A line belongs in the answer if it contains "AppView"; copy every such line from the entries below.

(Items listed in a dataset)
──────────────────────────────

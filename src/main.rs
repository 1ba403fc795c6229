use dioxus::prelude::*;

mod catalog;
mod components;
mod db;
mod playback;
mod utils;

use components::AppView;

const FAVICON: Asset = asset!("/assets/favicon.svg");
const APP_CSS: Asset = asset!("/assets/styling/app.css");

fn main() {
    dioxus::logger::initialize_default();
    tracing::info!(episodes = catalog::all_episodes().len(), "starting podplayer");
    dioxus::launch(App);
}

#[component]
fn App() -> Element {
    rsx! {
        document::Link { rel: "icon", r#type: "image/svg+xml", href: FAVICON }
        document::Meta { name: "theme-color", content: "#1f2a44" }
        document::Meta { name: "apple-mobile-web-app-title", content: "podplayer" }
        document::Stylesheet { href: APP_CSS }

        Router::<AppView> {}
    }
}
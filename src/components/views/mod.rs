mod episode;
mod home;
mod podcast;

pub use episode::EpisodeView;
pub use home::{EpisodeRow, Home};
pub use podcast::PodcastView;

──────────────────────────────

- [RESULT FOR THIS TASK]
use components::AppView;
        Router::<AppView> {}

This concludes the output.